I promised during Tuesday’s #SwapItLikeItsHot reveal to share the detailed step-by-step of how I made this DIY Ring Dish.
Our story begins on Saturday afternoon, as I was staring at a lump of modeling clay and an old china plate. I began by rolling out a section of clay, as I was originally planning to make a typical ring dish with a cylinder in the center. But, let’s be honest, those cylinders can tend to look like—ahem—something else. And mine was no exception. I asked Tom for his opinion. He kind of snorted.
A sure sign that I was on track to have my finished dish look like something else.
So, I took to the internets to try and find ring dishes that didn’t look like… well, you know. And I landed on this page of landmark ring dishes from Anthropologie. I remember seeing these a while ago and thought they were pretty cute. As I studied the photos more, I thought that I just might be capable of making a knock-off version of the Eiffel Tower.
What convinced me that I’d be capable of such a thing? I have no clue.
I am not particularly (read: at all) skilled at working with clay or creating three-dimensional art. But I jumped right into it. And you know what? I surprised myself!
I began by constructing the bottom of my Eiffel Tower, forming the clay into a four-sided base:
I added a toothpick through the center for support. I was worried that the tower and the base portion wouldn’t adhere together as they dried, so I figured a “support beam” through the center would help with that.
Then I formed and attached the tower portion. For this, I made a squared-off cylinder and then brought the top to a four-sided peak. Not exactly how the actual Eiffel Tower top looks, but I figured I could fudge it when I painted on the details.
I let the clay tower dry overnight. While drying, I painted the china dish. I decided on black. I was debating between black or white, but was a little worried that the original pattern might show through white, even with plenty of coats. Plus, the glossy black plate looks a bit more dramatic, don’t you think? It took about two coats of acrylic craft paint for glossy enamels.
To decide how best to paint the Eiffel tower, I studied the Anthro version and then sketched out the base and tower portions:
I forgot to take step-by-step pictures while I was painting.
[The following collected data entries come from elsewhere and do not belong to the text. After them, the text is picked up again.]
//! Request and response envelopes exchanged with the host.
//!
//! Request:
//! ```json
//! {"query": [["action", "list_status"], ["app", "search"]],
//!  "session": {"authtoken": "..."}}
//! ```
//! Success: `{"payload": <value>, "status": 200}`. Request error:
//! `{"payload": null}`. Downstream fault: `{"payload": null, "status": 500}`.

use crate::types::{Error, Result, SessionToken};
use serde::{Deserialize, Serialize};
use serde_json::Value;
use std::collections::HashMap;

#[derive(Debug, Deserialize)]
struct RawRequest {
    #[serde(default)]
    query: Vec<(String, String)>,
    #[serde(default)]
    session: Option<RawSession>,
}

#[derive(Debug, Deserialize)]
struct RawSession {
    #[serde(default)]
    authtoken: Option<String>,
}

/// Query parameters with duplicates collapsed: the first occurrence of a
/// name wins, later ones are discarded.
#[derive(Debug, Clone, Default, PartialEq, Eq)]
pub struct QueryParams(HashMap<String, String>);

impl QueryParams {
    pub fn flatten<I>(pairs: I) -> Self
    where
        I: IntoIterator<Item = (String, String)>,
    {
        let mut params = HashMap::new();
        for (name, value) in pairs {
            params.entry(name).or_insert(value);
        }
        Self(params)
    }

    /// Value of `name`, treating an empty value as absent.
    pub fn get(&self, name: &str) -> Option<&str> {
        self.0
            .get(name)
            .map(String::as_str)
            .filter(|v| !v.is_empty())
    }

    pub fn require(&self, name: &str) -> Result<&str> {
        self.get(name)
            .ok_or_else(|| Error::validation(format!("Missing required query parameter: {name}")))
    }
}

/// A validated request: action name, flattened parameters and credential.
#[derive(Debug, Clone)]
pub struct HelperRequest {
    pub action: String,
    pub params: QueryParams,
    pub token: SessionToken,
}

impl HelperRequest {
    /// Parse raw request text. Empty input, a body that is not a request
    /// object, a missing `action` and a missing session token are all
    /// validation errors.
    pub fn parse(raw: &str) -> Result<Self> {
        if raw.trim().is_empty() {
            return Err(Error::validation("Missing input payload"));
        }

        let request: RawRequest = serde_json::from_str(raw)
            .map_err(|e| Error::validation(format!("Malformed request envelope: {e}")))?;
        let params = QueryParams::flatten(request.query);

        let action = params
            .get("action")
            .ok_or_else(|| Error::validation("Missing action query parameter"))?
            .to_string();

        let token = request
            .session
            .and_then(|s| s.authtoken)
            .and_then(|t| SessionToken::from_string(t).ok())
            .ok_or_else(|| Error::validation("Missing session authtoken"))?;

        Ok(Self {
            action,
            params,
            token,
        })
    }
}

/// Envelope written back to the host.
#[derive(Debug, Clone, PartialEq, Serialize, Deserialize)]
pub struct HelperResponse {
    pub payload: Value,
    #[serde(default, skip_serializing_if = "Option::is_none")]
    pub status: Option<u16>,
}

impl HelperResponse {
    pub fn success(payload: Value) -> Self {
        Self {
            payload,
            status: Some(200),
        }
    }

    /// Generic request error: `{"payload": null}`.
    pub fn error() -> Self {
        Self {
            payload: Value::Null,
            status: None,
        }
    }

    pub fn from_error(err: &Error) -> Self {
        Self {
            payload: Value::Null,
            status: err.status_code(),
        }
    }

    pub fn to_json(&self) -> String {
        serde_json::to_string(self).unwrap_or_else(|e| {
            tracing::error!("Response encoding failed: {}", e);
            r#"{"payload":null}"#.to_string()
        })
    }
}

#[cfg(test)]
mod tests {
    use super::*;
    use proptest::prelude::*;
    use serde_json::json;

    fn pairs(raw: &[(&str, &str)]) -> Vec<(String, String)> {
        raw.iter()
            .map(|(k, v)| (k.to_string(), v.to_string()))
            .collect()
    }

    #[test]
    fn flatten_keeps_first_occurrence() {
        let params = QueryParams::flatten(pairs(&[("a", "1"), ("b", "2"), ("a", "3")]));
        assert_eq!(params.get("a"), Some("1"));
        assert_eq!(params.get("b"), Some("2"));
    }

    #[test]
    fn empty_value_counts_as_missing() {
        let params = QueryParams::flatten(pairs(&[("app", "")]));
        assert_eq!(params.get("app"), None);
        assert!(matches!(params.require("app"), Err(Error::Validation(_))));
    }

    #[test]
    fn empty_first_occurrence_is_not_replaced() {
        let params = QueryParams::flatten(pairs(&[("action", ""), ("action", "list_status")]));
        assert_eq!(params.get("action"), None);
    }

    #[test]
    fn parse_valid_request() {
        let raw = json!({
            "query": [["action", "list_status"], ["action", "list_users"]],
            "session": {"authtoken": "tok", "user": "admin"},
            "method": "GET",
        })
        .to_string();
        let request = HelperRequest::parse(&raw).unwrap();
        assert_eq!(request.action, "list_status");
        assert_eq!(request.token.as_str(), "tok");
    }

    #[test]
    fn malformed_requests_are_validation_errors() {
        let cases = [
            String::new(),
            "   ".to_string(),
            "not json".to_string(),
            json!({"query": "action=list_status"}).to_string(),
            json!({"query": [], "session": {"authtoken": "tok"}}).to_string(),
            json!({"query": [["action", ""]], "session": {"authtoken": "tok"}}).to_string(),
            json!({"query": [["action", "list_status"]]}).to_string(),
            json!({"query": [["action", "list_status"]], "session": {}}).to_string(),
            json!({"query": [["action", "list_status"]], "session": {"authtoken": ""}}).to_string(),
        ];
        for raw in cases {
            let err = HelperRequest::parse(&raw).unwrap_err();
            assert!(err.is_request_error(), "{raw:?} gave {err}");
        }
    }

    #[test]
    fn envelopes_serialize_as_documented() {
        assert_eq!(
            HelperResponse::success(json!(["a"])).to_json(),
            r#"{"payload":["a"],"status":200}"#
        );
        assert_eq!(HelperResponse::error().to_json(), r#"{"payload":null}"#);
        assert_eq!(
            HelperResponse::from_error(&Error::malformed("x")).to_json(),
            r#"{"payload":null,"status":500}"#
        );
    }

    proptest! {
        #[test]
        fn flatten_matches_first_seen(raw in prop::collection::vec(("[a-c]", "[0-9]{1,2}"), 0..12)) {
            let params = QueryParams::flatten(raw.clone());
            for (name, _) in &raw {
                let first = raw.iter().find(|(n, _)| n == name).map(|(_, v)| v.as_str());
                prop_assert_eq!(params.get(name), first);
            }
        }

        #[test]
        fn success_envelope_always_has_status_200(s in ".*") {
            let encoded = HelperResponse::success(Value::String(s)).to_json();
            let decoded: Value = serde_json::from_str(&encoded).unwrap();
            prop_assert_eq!(&decoded["status"], &json!(200));
        }
    }
}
D’oh! But I can talk you through what I did: I started on the base, drawing the two horizontal sections first. I added the “legs” to either edge, then added the “X” and scallop details. Same for the tower: I started with the horizontal section, then added the vertical lines and finally, the details.
I used the same black acrylic craft paint and a very fine-tipped brush to carefully paint on the line detail.
I worked one side at a time. The paint seemed to dry pretty quickly, and I had the whole thing painted in maybe 30 minutes or so. I probably should’ve worked more slowly and been a bit more careful and precise. But let it be known that crafting patience is not a virtue of mine!
Once the paint was fully dried, I used my hot glue gun to glue it to the center of the plate. I hope the hot glue holds up; I’m thinking I should’ve used a something like E6000. If it comes loose, I’ll just re-glue it!
What do you think??
I’m pretty smitten with it! This might be one of my fave projects to-date!
While my style isn’t typically French-inspired, I think this is just the right touch of Parisian chic for my nightstand or dresser.
Who knows? Maybe I’ll try creating my own version of the Big Ben or Golden Gate Bridge dishes next!? Which landmark would you sculpt into a ring dish?